=== PROBLEM ===
Copy out every line holding the string "FederationProvider" from the records below.

[Stored data entries]
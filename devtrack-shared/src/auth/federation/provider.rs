/// Third-party identity providers
///
/// An [`IdentityProvider`] knows how to send a browser to the provider's
/// consent page and how to turn the authorization code that comes back into a
/// [`ProviderProfile`]. [`OAuthProvider`] implements the authorization-code
/// flow over `reqwest` for Google and GitHub; tests substitute their own
/// implementations.
///
/// # Endpoints
///
/// | Provider | Authorize                                   | Token                                         | User info                                      |
/// |----------|---------------------------------------------|-----------------------------------------------|------------------------------------------------|
/// | Google   | `accounts.google.com/o/oauth2/v2/auth`      | `oauth2.googleapis.com/token`                 | `www.googleapis.com/oauth2/v3/userinfo`        |
/// | GitHub   | `github.com/login/oauth/authorize`          | `github.com/login/oauth/access_token`         | `api.github.com/user` (+ `/user/emails`)       |

use async_trait::async_trait;
use reqwest::header::ACCEPT;
use serde::Deserialize;
use serde_json::Value;
use std::time::Duration;
use tracing::debug;
use url::Url;

use crate::models::credential::FederationProvider;

/// Identity asserted by a provider
#[derive(Debug, Clone, PartialEq, Eq)]
pub struct ProviderProfile {
    /// Provider-assigned stable id
    pub provider_id: String,

    /// Verified email, if the provider disclosed one
    pub email: Option<String>,

    pub display_name: Option<String>,
}

/// Error type for provider calls
#[derive(Debug, thiserror::Error)]
pub enum ProviderError {
    /// Transport failure or non-success status
    #[error("Provider request failed: {0}")]
    Http(String),

    /// Provider answered with something we cannot use
    #[error("Unexpected provider response: {0}")]
    InvalidResponse(String),

    /// Provider configuration is unusable
    #[error("Invalid provider configuration: {0}")]
    Config(String),
}

impl From<reqwest::Error> for ProviderError {
    fn from(e: reqwest::Error) -> Self {
        ProviderError::Http(e.to_string())
    }
}

/// A federated login provider
#[async_trait]
pub trait IdentityProvider: Send + Sync {
    /// Which provider this is
    fn kind(&self) -> FederationProvider;

    /// Consent page URL carrying the CSRF state and our callback URI
    fn authorization_url(&self, state: &str, callback_uri: &str) -> String;

    /// Exchanges an authorization code for the user's profile
    async fn exchange(&self, code: &str, callback_uri: &str) -> Result<ProviderProfile, ProviderError>;
}

/// OAuth client registration and endpoints
#[derive(Clone)]
pub struct OAuthProviderConfig {
    pub client_id: String,
    pub client_secret: String,
    pub scopes: Vec<String>,
    pub authorize_url: String,
    pub token_url: String,
    pub user_info_url: String,

    /// Queried when the user-info response has no email (GitHub)
    pub user_emails_url: Option<String>,
}

impl std::fmt::Debug for OAuthProviderConfig {
    fn fmt(&self, f: &mut std::fmt::Formatter<'_>) -> std::fmt::Result {
        f.debug_struct("OAuthProviderConfig")
            .field("client_id", &self.client_id)
            .field("client_secret", &"<redacted>")
            .field("scopes", &self.scopes)
            .field("authorize_url", &self.authorize_url)
            .finish()
    }
}

impl OAuthProviderConfig {
    pub fn google(client_id: impl Into<String>, client_secret: impl Into<String>) -> Self {
        Self {
            client_id: client_id.into(),
            client_secret: client_secret.into(),
            scopes: vec!["openid".into(), "email".into(), "profile".into()],
            authorize_url: "https://accounts.google.com/o/oauth2/v2/auth".to_string(),
            token_url: "https://oauth2.googleapis.com/token".to_string(),
            user_info_url: "https://www.googleapis.com/oauth2/v3/userinfo".to_string(),
            user_emails_url: None,
        }
    }

    pub fn github(client_id: impl Into<String>, client_secret: impl Into<String>) -> Self {
        Self {
            client_id: client_id.into(),
            client_secret: client_secret.into(),
            scopes: vec!["read:user".into(), "user:email".into()],
            authorize_url: "https://github.com/login/oauth/authorize".to_string(),
            token_url: "https://github.com/login/oauth/access_token".to_string(),
            user_info_url: "https://api.github.com/user".to_string(),
            user_emails_url: Some("https://api.github.com/user/emails".to_string()),
        }
    }
}

#[derive(Debug, Deserialize)]
struct TokenResponse {
    access_token: Option<String>,
    error: Option<String>,
    error_description: Option<String>,
}

#[derive(Debug, Deserialize)]
struct GithubEmail {
    email: String,
    #[serde(default)]
    primary: bool,
    #[serde(default)]
    verified: bool,
}

/// Authorization-code flow over HTTPS
pub struct OAuthProvider {
    kind: FederationProvider,
    config: OAuthProviderConfig,
    authorize_url: Url,
    client: reqwest::Client,
}

impl OAuthProvider {
    /// Builds the provider with a client whose requests time out after `timeout`
    pub fn new(
        kind: FederationProvider,
        config: OAuthProviderConfig,
        timeout: Duration,
    ) -> Result<Self, ProviderError> {
        if !kind.is_federated() {
            return Err(ProviderError::Config("local is not a federation provider".to_string()));
        }

        let authorize_url = Url::parse(&config.authorize_url)
            .map_err(|e| ProviderError::Config(format!("authorize_url: {}", e)))?;
        for (label, raw) in [("token_url", &config.token_url), ("user_info_url", &config.user_info_url)] {
            Url::parse(raw).map_err(|e| ProviderError::Config(format!("{}: {}", label, e)))?;
        }

        let client = reqwest::Client::builder()
            .timeout(timeout)
            .user_agent(concat!("devtrack/", env!("CARGO_PKG_VERSION")))
            .build()?;

        Ok(Self {
            kind,
            config,
            authorize_url,
            client,
        })
    }

    async fn fetch_access_token(&self, code: &str, callback_uri: &str) -> Result<String, ProviderError> {
        let params = [
            ("grant_type", "authorization_code"),
            ("code", code),
            ("client_id", self.config.client_id.as_str()),
            ("client_secret", self.config.client_secret.as_str()),
            ("redirect_uri", callback_uri),
        ];

        let resp = self
            .client
            .post(&self.config.token_url)
            .header(ACCEPT, "application/json")
            .form(&params)
            .send()
            .await?;

        if !resp.status().is_success() {
            return Err(ProviderError::Http(format!("token endpoint returned {}", resp.status())));
        }

        let body: TokenResponse = resp
            .json()
            .await
            .map_err(|e| ProviderError::InvalidResponse(e.to_string()))?;

        match (body.access_token, body.error) {
            (Some(token), None) => Ok(token),
            (_, Some(error)) => Err(ProviderError::InvalidResponse(format!(
                "{}: {}",
                error,
                body.error_description.unwrap_or_default()
            ))),
            (None, None) => Err(ProviderError::InvalidResponse(
                "token response has no access_token".to_string(),
            )),
        }
    }

    async fn get_json(&self, url: &str, access_token: &str) -> Result<Value, ProviderError> {
        let resp = self
            .client
            .get(url)
            .bearer_auth(access_token)
            .header(ACCEPT, "application/json")
            .send()
            .await?;

        if !resp.status().is_success() {
            return Err(ProviderError::Http(format!("{} returned {}", url, resp.status())));
        }

        resp.json()
            .await
            .map_err(|e| ProviderError::InvalidResponse(e.to_string()))
    }

    async fn primary_email(&self, url: &str, access_token: &str) -> Result<Option<String>, ProviderError> {
        let value = self.get_json(url, access_token).await?;
        let emails: Vec<GithubEmail> = serde_json::from_value(value)
            .map_err(|e| ProviderError::InvalidResponse(e.to_string()))?;
        Ok(select_primary_email(emails))
    }
}

#[async_trait]
impl IdentityProvider for OAuthProvider {
    fn kind(&self) -> FederationProvider {
        self.kind
    }

    fn authorization_url(&self, state: &str, callback_uri: &str) -> String {
        let mut url = self.authorize_url.clone();
        url.query_pairs_mut()
            .append_pair("response_type", "code")
            .append_pair("client_id", &self.config.client_id)
            .append_pair("redirect_uri", callback_uri)
            .append_pair("scope", &self.config.scopes.join(" "))
            .append_pair("state", state);
        url.into()
    }

    async fn exchange(&self, code: &str, callback_uri: &str) -> Result<ProviderProfile, ProviderError> {
        let access_token = self.fetch_access_token(code, callback_uri).await?;
        let user = self.get_json(&self.config.user_info_url, &access_token).await?;
        let mut profile = parse_profile(self.kind, &user)?;

        if profile.email.is_none() {
            if let Some(ref emails_url) = self.config.user_emails_url {
                debug!(provider = self.kind.as_str(), "Profile has no email, querying emails endpoint");
                profile.email = self.primary_email(emails_url, &access_token).await?;
            }
        }

        Ok(profile)
    }
}

/// Extracts a profile from a provider's user-info document
pub fn parse_profile(kind: FederationProvider, user: &Value) -> Result<ProviderProfile, ProviderError> {
    let text = |key: &str| {
        user.get(key)
            .and_then(Value::as_str)
            .map(str::trim)
            .filter(|s| !s.is_empty())
            .map(str::to_string)
    };

    match kind {
        FederationProvider::Google => {
            let provider_id = text("sub")
                .ok_or_else(|| ProviderError::InvalidResponse("userinfo has no sub".to_string()))?;
            let verified = user
                .get("email_verified")
                .and_then(Value::as_bool)
                .unwrap_or(true);

            Ok(ProviderProfile {
                provider_id,
                email: text("email").filter(|_| verified),
                display_name: text("name"),
            })
        }
        FederationProvider::Github => {
            let provider_id = match user.get("id") {
                Some(Value::Number(n)) => n.to_string(),
                Some(Value::String(s)) if !s.is_empty() => s.clone(),
                _ => return Err(ProviderError::InvalidResponse("user has no id".to_string())),
            };

            Ok(ProviderProfile {
                provider_id,
                email: text("email"),
                display_name: text("name").or_else(|| text("login")),
            })
        }
        FederationProvider::Local => Err(ProviderError::Config(
            "local is not a federation provider".to_string(),
        )),
    }
}

fn select_primary_email(emails: Vec<GithubEmail>) -> Option<String> {
    emails
        .into_iter()
        .filter(|e| e.verified)
        .max_by_key(|e| e.primary)
        .map(|e| e.email)
}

=== SOLUTION TO THIS PROBLEM ===
use crate::models::credential::FederationProvider;
    fn kind(&self) -> FederationProvider;
    kind: FederationProvider,
        kind: FederationProvider,
    fn kind(&self) -> FederationProvider {
pub fn parse_profile(kind: FederationProvider, user: &Value) -> Result<ProviderProfile, ProviderError> {
        FederationProvider::Google => {
        FederationProvider::Github => {
        FederationProvider::Local => Err(ProviderError::Config(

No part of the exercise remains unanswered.